Would it be fair to say that you are invoking the principle that ideological/worldview biases can result in untrustworthy or incorrect science?

Would it then be fair to say that the degree to which faulty science will be done or asserted depends on how crucial a particular scientific stance or result is to upholding a particular ideological/worldview bias?

Would it be fair to say that if apparently unguided evolution via random variation and natural selection (AUEVRVANS) turned out to be true that a great many theists would be able to shrug their shoulders and say “well, that’s the way God did it?” For example, I personally have been informed on many occasions by proponents of AUEVRVANS that one can be both a theist and acknowledge the truth of AUERVANS. I believe this is the position of the NCSE. On the other hand, I’ve read frustration expressed by scientific atheists that theists go on believing regardless of scientific arguments, because they can always say “that’s the way God did it”. Thus, the atheist himself testifies that he is aware that the question has little de facto impact on many theists (even though he thinks it *should*).
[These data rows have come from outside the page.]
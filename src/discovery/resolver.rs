//! Candidate and file-input resolution.

// ============================================================================
// Imports
// ============================================================================

use rustc_hash::FxHashSet;
use tracing::trace;

use crate::dom::{Dom, Selector};
use crate::identifiers::{NodeId, RootId};

use super::walker::{Candidate, DeepWalker};

// ============================================================================
// Candidate Resolver
// ============================================================================

/// First element, over `selectors` in order, that satisfies `predicate`.
///
/// Stops at the first hit: later patterns are not evaluated. For a fixed page
/// the result is stable.
pub fn pick_first_match<D, P>(
    walker: &DeepWalker<D>,
    selectors: &[Selector],
    predicate: P,
) -> Option<Candidate>
where
    D: Dom + ?Sized,
    P: Fn(&D, NodeId) -> bool,
{
    selectors.iter().find_map(|selector| {
        let hit = walker
            .find_all(selector)
            .into_iter()
            .find(|candidate| {
                !walker.is_extension_owned(candidate.node) && predicate(walker.dom(), candidate.node)
            });
        if let Some(candidate) = hit {
            trace!(selector = %selector, node = %candidate.node, "Pattern hit");
        }
        hit
    })
}

/// Predicate accepting every element.
#[inline]
pub fn any_element<D: Dom + ?Sized>(_dom: &D, _node: NodeId) -> bool {
    true
}

/// Predicate accepting native file inputs.
#[inline]
pub fn file_input<D: Dom + ?Sized>(dom: &D, node: NodeId) -> bool {
    dom.is_file_input(node)
}

/// Predicate accepting rendered elements.
#[inline]
pub fn visible<D: Dom + ?Sized>(dom: &D, node: NodeId) -> bool {
    dom.is_visible(node)
}

// ============================================================================
// File-Input Resolver
// ============================================================================

/// Finds the native file input behind `element`.
///
/// Tried in order, first hit wins:
///
/// 1. `element` itself
/// 2. the element its `for` attribute references
/// 3. its descendants, including its shadow root
/// 4. each ancestor's descendants and shadow root, walking up across shadow
///    hosts until the document root
///
/// Frame boundaries are not crossed. Extension-owned inputs are ignored.
pub fn resolve_file_input<D: Dom + ?Sized>(walker: &DeepWalker<D>, element: NodeId) -> Option<NodeId> {
    let dom = walker.dom();
    let usable = |node: NodeId| dom.is_file_input(node) && !walker.is_extension_owned(node);

    if usable(element) {
        return Some(element);
    }

    if let Some(target) = dom.attribute(element, "for")
        && let Some(root) = dom.root_of(element)
        && let Some(labelled) = dom.element_by_id(root, target.trim())
        && usable(labelled)
    {
        trace!(label = %element, input = %labelled, "Resolved through label");
        return Some(labelled);
    }

    let mut search = SubtreeSearch::default();
    if let Some(found) = search.run(dom, element, &usable) {
        return Some(found);
    }

    let mut current = element;
    while let Some(ancestor) = composed_parent(dom, current) {
        if let Some(found) = search.run(dom, ancestor, &usable) {
            trace!(from = %element, ancestor = %ancestor, input = %found, "Resolved near ancestor");
            return Some(found);
        }
        current = ancestor;
    }
    None
}

fn composed_parent<D: Dom + ?Sized>(dom: &D, element: NodeId) -> Option<NodeId> {
    dom.parent(element)
        .or_else(|| dom.root_of(element).and_then(|root| dom.host(root)))
}

/// Depth-first search shared across the upward walk, so each subtree is
/// scanned once.
#[derive(Default)]
struct SubtreeSearch {
    scanned: FxHashSet<NodeId>,
    shadows: FxHashSet<RootId>,
}

impl SubtreeSearch {
    fn run<D, F>(&mut self, dom: &D, start: NodeId, usable: &F) -> Option<NodeId>
    where
        D: Dom + ?Sized,
        F: Fn(NodeId) -> bool,
    {
        let mut stack = vec![start];
        while let Some(node) = stack.pop() {
            if !self.scanned.insert(node) {
                continue;
            }
            if usable(node) {
                return Some(node);
            }

            // Light children are popped before shadow content.
            if let Some(shadow) = dom.shadow_root(node)
                && self.shadows.insert(shadow)
            {
                stack.extend(dom.root_children(shadow).into_iter().rev());
            }
            stack.extend(dom.children(node).into_iter().rev());
        }
        None
    }
}

// ============================================================================
// Tests
// ============================================================================

#[cfg(test)]
mod tests {
    use super::*;

    use std::sync::Arc;

    use crate::dom::Document;

    fn walker(html: &str) -> DeepWalker<Document> {
        DeepWalker::new(Arc::new(Document::parse(html).unwrap()))
    }

    fn by_id(walker: &DeepWalker<Document>, id: &str) -> NodeId {
        walker.dom().find_by_id(id).unwrap()
    }

    fn selectors(patterns: &[&str]) -> Vec<Selector> {
        patterns.iter().map(|p| Selector::parse(p).unwrap()).collect()
    }

    #[test]
    fn test_pick_first_match_respects_pattern_order() {
        let w = walker(r#"<button id="a" class="upload"></button><button id="b" class="attach"></button>"#);
        let hit = pick_first_match(&w, &selectors(&[".attach", ".upload"]), any_element).unwrap();
        assert_eq!(hit.node, by_id(&w, "b"));
    }

    #[test]
    fn test_pick_first_match_applies_predicate() {
        let w = walker(
            r#"<div id="hidden" class="drop" hidden></div><div id="shown" class="drop"></div>"#,
        );
        let hit = pick_first_match(&w, &selectors(&[".drop"]), visible).unwrap();
        assert_eq!(hit.node, by_id(&w, "shown"));
        assert!(pick_first_match(&w, &selectors(&[".drop"]), file_input).is_none());
    }

    #[test]
    fn test_pick_first_match_never_returns_extension_elements() {
        let w = walker(
            r#"<input id="ask-screenshot-picker" type="file" class="upload" data-testid="upload">"#,
        );
        let all = selectors(&[r#"input[type="file"]"#, ".upload", r#"[data-testid*="upload"]"#, "*"]);
        assert!(pick_first_match(&w, &all, any_element).is_none());
    }

    #[test]
    fn test_resolve_self() {
        let w = walker(r#"<input id="f" type="file">"#);
        let f = by_id(&w, "f");
        assert_eq!(resolve_file_input(&w, f), Some(f));
    }

    #[test]
    fn test_resolve_label_wrapped_hidden_input() {
        let w = walker(
            r#"<label id="lbl" class="upload-btn">Upload<input id="f" type="file" hidden></label>"#,
        );
        assert_eq!(resolve_file_input(&w, by_id(&w, "lbl")), Some(by_id(&w, "f")));
    }

    #[test]
    fn test_resolve_label_for_reference() {
        let w = walker(
            r#"<div><label id="lbl" for="picker">Attach</label></div><section><input id="picker" type="file" style="display:none"></section>"#,
        );
        assert_eq!(resolve_file_input(&w, by_id(&w, "lbl")), Some(by_id(&w, "picker")));
    }

    #[test]
    fn test_resolve_through_shadow_root_of_descendant() {
        let w = walker(
            r#"<button id="btn"><upload-widget><template shadowrootmode="open"><input id="f" type="file"></template></upload-widget></button>"#,
        );
        assert_eq!(resolve_file_input(&w, by_id(&w, "btn")), Some(by_id(&w, "f")));
    }

    #[test]
    fn test_resolve_via_ancestor_neighborhood_across_host() {
        let w = walker(
            r#"
            <div class="composer">
              <input id="f" type="file" hidden>
              <toolbar-el>
                <template shadowrootmode="open"><button id="clip"></button></template>
              </toolbar-el>
            </div>
            "#,
        );
        assert_eq!(resolve_file_input(&w, by_id(&w, "clip")), Some(by_id(&w, "f")));
    }

    #[test]
    fn test_resolve_none_when_neighborhood_is_empty() {
        let w = walker(
            r#"<div><button id="btn"></button></div><iframe srcdoc="<input type=&quot;file&quot;>"></iframe>"#,
        );
        assert_eq!(resolve_file_input(&w, by_id(&w, "btn")), None);
    }

    #[test]
    fn test_resolve_skips_extension_inputs() {
        let w = walker(
            r#"<div><button id="btn"></button><input id="ask-screenshot-file" type="file"></div>"#,
        );
        assert_eq!(resolve_file_input(&w, by_id(&w, "btn")), None);
    }
}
I’ve also seen theists berated by atheists for not changing their views due to the atheist’s understanding of the scientific evidence. In effect, these atheists are telegraphing that they hold the scientific evidence to be absolutely pivotal to the worldview question. So we have some atheists proclaiming (or complaining) that AUEVRVANS is no threat to theism, while others proclaim that it is a decisive support for atheism (otherwise why would Richard Dawkins have proclaimed “Darwin makes it possible to be an intellectually fulfilled atheist”?). In effect, they are saying that AUEVRVANS is a “don’t care” for the theist position, but very much *not* a “don’t care” for the atheist position. And a great many theists would certainly agree.
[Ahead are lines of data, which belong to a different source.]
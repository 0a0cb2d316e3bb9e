//! Error types for the upload engine.
//!
//! This module defines all error types used throughout the crate.
//!
//! # Usage
//!
//! Fallible operations return [`Result<T>`] which uses [`Error`]. Errors raised
//! while walking or injecting into a page never escape the engine: they are
//! logged and turned into a failed attempt.
//!
//! ```ignore
//! use ask_screenshot::{Result, Selector};
//!
//! fn compile(pattern: &str) -> Result<Selector> {
//!     Selector::parse(pattern)
//! }
//! ```
//!
//! # Error Categories
//!
//! | Category | Variants |
//! |----------|----------|
//! | Configuration | [`Error::Config`], [`Error::InvalidArgument`], [`Error::UnknownPlatform`] |
//! | Selector | [`Error::InvalidSelector`] |
//! | DOM | [`Error::NodeNotFound`], [`Error::RootNotFound`], [`Error::CrossOriginFrame`], [`Error::NotFileInput`], [`Error::Markup`] |
//! | Injection | [`Error::Unsupported`], [`Error::Dispatch`] |
//! | Capture | [`Error::DataUrl`], [`Error::Image`] |
//! | External | [`Error::Io`], [`Error::Json`] |

// ============================================================================
// Imports
// ============================================================================

use std::io::Error as IoError;
use std::result::Result as StdResult;

use thiserror::Error;

use crate::identifiers::{NodeId, RootId};

// ============================================================================
// Result Alias
// ============================================================================

/// Result type alias using crate [`enum@Error`].
pub type Result<T> = StdResult<T, Error>;

// ============================================================================
// Error Enum
// ============================================================================

/// Main error type for the crate.
///
/// Each variant includes relevant context for debugging.
#[derive(Error, Debug)]
pub enum Error {
    // ========================================================================
    // Configuration Errors
    // ========================================================================
    /// Configuration error.
    ///
    /// Returned when uploader configuration is invalid or incomplete.
    #[error("Configuration error: {message}")]
    Config {
        /// Description of the configuration error.
        message: String,
    },

    /// Invalid argument.
    #[error("Invalid argument: {message}")]
    InvalidArgument {
        /// Description of the invalid argument.
        message: String,
    },

    /// Platform key not in the supported set.
    #[error("Unknown platform: {key}")]
    UnknownPlatform {
        /// The unrecognized key.
        key: String,
    },

    // ========================================================================
    // Selector Errors
    // ========================================================================
    /// Match pattern could not be parsed.
    #[error("Invalid selector {selector:?}: {message}")]
    InvalidSelector {
        /// The offending pattern.
        selector: String,
        /// What went wrong.
        message: String,
    },

    // ========================================================================
    // DOM Errors
    // ========================================================================
    /// Node handle does not exist in the host.
    #[error("Node not found: {node_id}")]
    NodeNotFound {
        /// The stale handle.
        node_id: NodeId,
    },

    /// Root handle does not exist in the host.
    #[error("Root not found: {root_id}")]
    RootNotFound {
        /// The stale handle.
        root_id: RootId,
    },

    /// Frame content is not reachable from this origin.
    ///
    /// Never retried: the frame stays unreachable for the page lifetime.
    #[error("Cross-origin frame: {node_id}")]
    CrossOriginFrame {
        /// The frame element.
        node_id: NodeId,
    },

    /// Element is not a file-input control.
    #[error("Not a file input: {node_id}")]
    NotFileInput {
        /// The element that was targeted.
        node_id: NodeId,
    },

    /// HTML fragment could not be parsed.
    #[error("Markup error at byte {offset}: {message}")]
    Markup {
        /// Byte offset into the fragment.
        offset: usize,
        /// What went wrong.
        message: String,
    },

    // ========================================================================
    // Injection Errors
    // ========================================================================
    /// Host cannot perform the operation (e.g. no `DataTransfer`).
    #[error("Unsupported in this context: {feature}")]
    Unsupported {
        /// The missing capability.
        feature: String,
    },

    /// Event dispatch failed.
    #[error("Dispatch of {event} failed: {message}")]
    Dispatch {
        /// Event type name.
        event: String,
        /// Failure description.
        message: String,
    },

    // ========================================================================
    // Capture Errors
    // ========================================================================
    /// Malformed `data:` URL.
    #[error("Invalid data URL: {message}")]
    DataUrl {
        /// Failure description.
        message: String,
    },

    /// Image payload could not be decoded.
    #[error("Image error: {0}")]
    Image(#[from] image::ImageError),

    // ========================================================================
    // External Errors
    // ========================================================================
    /// IO error.
    #[error("IO error: {0}")]
    Io(#[from] IoError),

    /// JSON serialization error.
    #[error("JSON error: {0}")]
    Json(#[from] serde_json::Error),
}

// ============================================================================
// Error Constructors
// ============================================================================

impl Error {
    /// Creates a configuration error.
    #[inline]
    pub fn config(message: impl Into<String>) -> Self {
        Self::Config {
            message: message.into(),
        }
    }

    /// Creates an invalid argument error.
    #[inline]
    pub fn invalid_argument(message: impl Into<String>) -> Self {
        Self::InvalidArgument {
            message: message.into(),
        }
    }

    /// Creates an unknown platform error.
    #[inline]
    pub fn unknown_platform(key: impl Into<String>) -> Self {
        Self::UnknownPlatform { key: key.into() }
    }

    /// Creates an invalid selector error.
    #[inline]
    pub fn invalid_selector(selector: impl Into<String>, message: impl Into<String>) -> Self {
        Self::InvalidSelector {
            selector: selector.into(),
            message: message.into(),
        }
    }

    /// Creates a node not found error.
    #[inline]
    pub fn node_not_found(node_id: NodeId) -> Self {
        Self::NodeNotFound { node_id }
    }

    /// Creates a root not found error.
    #[inline]
    pub fn root_not_found(root_id: RootId) -> Self {
        Self::RootNotFound { root_id }
    }

    /// Creates a cross-origin frame error.
    #[inline]
    pub fn cross_origin_frame(node_id: NodeId) -> Self {
        Self::CrossOriginFrame { node_id }
    }

    /// Creates a not-a-file-input error.
    #[inline]
    pub fn not_file_input(node_id: NodeId) -> Self {
        Self::NotFileInput { node_id }
    }

    /// Creates a markup error.
    #[inline]
    pub fn markup(offset: usize, message: impl Into<String>) -> Self {
        Self::Markup {
            offset,
            message: message.into(),
        }
    }

    /// Creates an unsupported capability error.
    #[inline]
    pub fn unsupported(feature: impl Into<String>) -> Self {
        Self::Unsupported {
            feature: feature.into(),
        }
    }

    /// Creates a dispatch error.
    #[inline]
    pub fn dispatch(event: impl Into<String>, message: impl Into<String>) -> Self {
        Self::Dispatch {
            event: event.into(),
            message: message.into(),
        }
    }

    /// Creates a data URL error.
    #[inline]
    pub fn data_url(message: impl Into<String>) -> Self {
        Self::DataUrl {
            message: message.into(),
        }
    }
}

// ============================================================================
// Error Predicates
// ============================================================================

impl Error {
    /// Returns `true` if the error means a target was simply not there (yet).
    #[inline]
    #[must_use]
    pub fn is_discovery_miss(&self) -> bool {
        matches!(
            self,
            Self::NodeNotFound { .. } | Self::RootNotFound { .. } | Self::NotFileInput { .. }
        )
    }

    /// Returns `true` if this is a cross-origin access denial.
    #[inline]
    #[must_use]
    pub fn is_cross_origin(&self) -> bool {
        matches!(self, Self::CrossOriginFrame { .. })
    }

    /// Returns `true` if this is an injection failure.
    #[inline]
    #[must_use]
    pub fn is_injection_error(&self) -> bool {
        matches!(self, Self::Unsupported { .. } | Self::Dispatch { .. })
    }

    /// Returns `true` if this error is recoverable.
    ///
    /// Recoverable errors may succeed on a later attempt, once the page
    /// has rendered more of itself.
    #[inline]
    #[must_use]
    pub fn is_recoverable(&self) -> bool {
        self.is_discovery_miss() || self.is_injection_error()
    }
}

// ============================================================================
// Tests
// ============================================================================

#[cfg(test)]
mod tests {
    use super::*;

    use std::io::ErrorKind;

    #[test]
    fn test_error_display() {
        let err = Error::invalid_selector("[class*=", "unterminated attribute");
        assert_eq!(
            err.to_string(),
            "Invalid selector \"[class*=\": unterminated attribute"
        );
    }

    #[test]
    fn test_config_error() {
        let err = Error::config("missing dom host");
        assert_eq!(err.to_string(), "Configuration error: missing dom host");
    }

    #[test]
    fn test_cross_origin_is_not_recoverable() {
        let err = Error::cross_origin_frame(NodeId::new(4));
        assert!(err.is_cross_origin());
        assert!(!err.is_recoverable());
    }

    #[test]
    fn test_is_recoverable() {
        assert!(Error::node_not_found(NodeId::new(1)).is_recoverable());
        assert!(Error::unsupported("DataTransfer").is_recoverable());
        assert!(!Error::config("test").is_recoverable());
    }

    #[test]
    fn test_is_discovery_miss() {
        assert!(Error::not_file_input(NodeId::new(2)).is_discovery_miss());
        assert!(!Error::dispatch("drop", "boom").is_discovery_miss());
    }

    #[test]
    fn test_from_io_error() {
        let io_err = IoError::new(ErrorKind::NotFound, "file not found");
        let err: Error = io_err.into();
        assert!(matches!(err, Error::Io(_)));
    }

    #[test]
    fn test_from_json_error() {
        let json_err = serde_json::from_str::<String>("invalid").unwrap_err();
        let err: Error = json_err.into();
        assert!(matches!(err, Error::Json(_)));
    }
}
Would it be fair to say that if AUERVANS turned out to be demonstrably false then a great many atheists would find their atheism to be untenable? For example, I personally have never heard or read an atheist proclaim that if it turned out that evolution were a guided process that this would have absolutely no effect on their atheism. I don’t believe that opponents of AUEVRVANS typically inform atheists that one can be both an atheist and a believer in guided evolution. After all, it is Richard Dawkins himself who said, “Darwin makes it possible to be an intellectually fulfilled atheist.” Do you assert that Darwin being essentially wrong would not matter?

Given this asymmetry in cruciality-to-worldview of the truth of AUERVANS, then wouldn’t it be at least equally prudent to consider how atheism might have skewed the interpretation of scientific evidence?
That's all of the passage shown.